Florida still commemorates the birthdays of Confederate President Jefferson Davis and General Robert E. Lee — at least on paper.

The birthdays of the two, along with Confederate Memorial Day, don’t qualify for a day off for state employees, but the Sunshine State still has the recognition on the books.

And, it appears, things will stay that way, for a least a while.

The lawmaker overseeing the committee that would deal with a bill to repeal the commemorations has declined to schedule a hearing for it.

State Rep. Jennifer Sullivan, a Republican from Mount Dora, said the bill died because the House Oversight, Transparency and Administration Subcommittee ran out of time to consider the measure.

“I don’t think history, even perhaps the parts that I’m not so proud of, I don’t think we should try to remove its aspects,” Sullivan told The Tampa Bay Times.

House Bill 277, sponsored by Rep. Jared Moskowitz, D-Coral Springs, would have left other holidays, such as Martin Luther King, Jr., Day, George Washington’s and Abraham Lincoln’s birthdays untouched.
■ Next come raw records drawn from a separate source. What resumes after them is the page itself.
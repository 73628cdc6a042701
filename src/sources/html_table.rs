use std::time::Duration;

use scraper::{Html, Selector};
use serde_json::json;
use tracing::{info, instrument, warn};

use crate::constants::{HTML_TABLE_SOURCE, REQUEST_TIMEOUT_SECS};
use crate::error::{ExplorerError, Result};
use crate::types::{BalanceSource, RawBalanceData};

/// Fixed column order of the rendered history table:
/// block / transaction-link / timestamp / running-balance / signed-amount
const EXPECTED_COLUMNS: usize = 5;

/// Fallback source: parse the rendered balance-history page directly when
/// the JSON endpoint is unavailable. Cell text maps onto the same field
/// names the API uses so the normalizer serves both sources.
pub struct HtmlTableSource {
    client: reqwest::Client,
    base_url: String,
}

impl HtmlTableSource {
    pub fn new(base_url: &str) -> Self {
        let client = reqwest::Client::builder()
            .timeout(Duration::from_secs(REQUEST_TIMEOUT_SECS))
            .build()
            .unwrap_or_else(|_| reqwest::Client::new());
        Self {
            client,
            base_url: base_url.trim_end_matches('/').to_string(),
        }
    }

    fn page_url(&self, address: &str) -> String {
        format!(
            "{}/address/{}?tab=coin_balance_history",
            self.base_url, address
        )
    }
}

/// Extract raw records from the page's table body. Rows with fewer cells
/// than the expected column count are skipped, not emitted with nulls.
/// Relative-age timestamp text is carried as-is; the normalizer passes it
/// through unchanged when it does not parse as an absolute instant.
pub fn parse_rows(html: &str) -> Vec<RawBalanceData> {
    let document = Html::parse_document(html);
    let row_selector = Selector::parse("table tbody tr").unwrap();
    let cell_selector = Selector::parse("td").unwrap();
    let link_selector = Selector::parse("a").unwrap();

    let mut rows = Vec::new();
    for row in document.select(&row_selector) {
        let cells: Vec<_> = row.select(&cell_selector).collect();
        if cells.len() < EXPECTED_COLUMNS {
            warn!("Skipping table row with {} cells", cells.len());
            continue;
        }

        let cell_text =
            |index: usize| cells[index].text().collect::<String>().trim().to_string();
        let link = cells[1]
            .select(&link_selector)
            .next()
            .and_then(|a| a.value().attr("href"))
            .map(str::to_string);

        rows.push(json!({
            "block_number": cell_text(0),
            "transaction_link": link,
            "timestamp": cell_text(2),
            "value": cell_text(3),
            "delta": cell_text(4),
        }));
    }
    rows
}

#[async_trait::async_trait]
impl BalanceSource for HtmlTableSource {
    fn source_name(&self) -> &'static str {
        HTML_TABLE_SOURCE
    }

    #[instrument(skip(self))]
    async fn fetch_history(&self, address: &str) -> Result<Vec<RawBalanceData>> {
        let url = self.page_url(address);
        info!("Fetching balance history page {}", url);

        let response = self.client.get(&url).send().await?;
        if !response.status().is_success() {
            return Err(ExplorerError::SourceUnavailable {
                message: format!("page returned status code {}", response.status()),
            });
        }

        let body = response.text().await?;
        let rows = parse_rows(&body);
        info!("Extracted {} rows from history table", rows.len());
        Ok(rows)
    }
}
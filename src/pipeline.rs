use tracing::{debug, info, instrument, warn};

use crate::error::Result;
use crate::normalizer;
use crate::types::{BalanceChangeRecord, BalanceSource};

/// Result of one fetch-and-normalize run
#[derive(Debug)]
pub struct FetchOutcome {
    pub source_name: String,
    /// Raw records the source produced, before any skipping
    pub total_raw: usize,
    /// Raw records dropped for having too few extractable fields
    pub skipped: usize,
    pub records: Vec<BalanceChangeRecord>,
}

pub struct Pipeline;

impl Pipeline {
    /// One sequential batch: fetch raw records, skip the unextractable ones,
    /// normalize each survivor. No retry, no caching, no state across runs.
    #[instrument(skip(source), fields(source_name = %source.source_name()))]
    pub async fn run_for_source(
        source: Box<dyn BalanceSource>,
        address: &str,
    ) -> Result<FetchOutcome> {
        let source_name = source.source_name().to_string();
        info!("Fetching balance history for {}", address);

        let raw_records = source.fetch_history(address).await?;
        let total_raw = raw_records.len();

        let mut records = Vec::with_capacity(total_raw);
        let mut skipped = 0;
        for (index, raw) in raw_records.iter().enumerate() {
            if !normalizer::is_extractable(raw) {
                warn!("Skipping record {} with too few fields", index);
                skipped += 1;
                continue;
            }
            records.push(normalizer::normalize(raw));
        }

        debug!(
            "Normalized {} of {} raw records ({} skipped)",
            records.len(),
            total_raw,
            skipped
        );

        Ok(FetchOutcome {
            source_name,
            total_raw,
            skipped,
            records,
        })
    }
}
It would have merely done away with official state recognition of the birthdays of Davis and Lee, as well as Confederate Memorial Day on April 26.

Moskowitz told the paper the move is baffling and couldn’t explain why the state would want to continue to equate Davis and Lee with King, Washington and Lincoln.

“These people wanted to secede from the Union,” Moskowitz said of the Confederates. “You know what we would call them today? Traitors.”

The bill comes as cities and states around the country remove monuments to the Confederacy. Cities such as New Orleans, Baltimore and Memphis have taken down statutes to Lee, Davis and others amid protests.

In Florida, Alachua County took down a statue and returned it to the Daughters of the Confederacy while the city of Jacksonville has looked into taking down several monuments.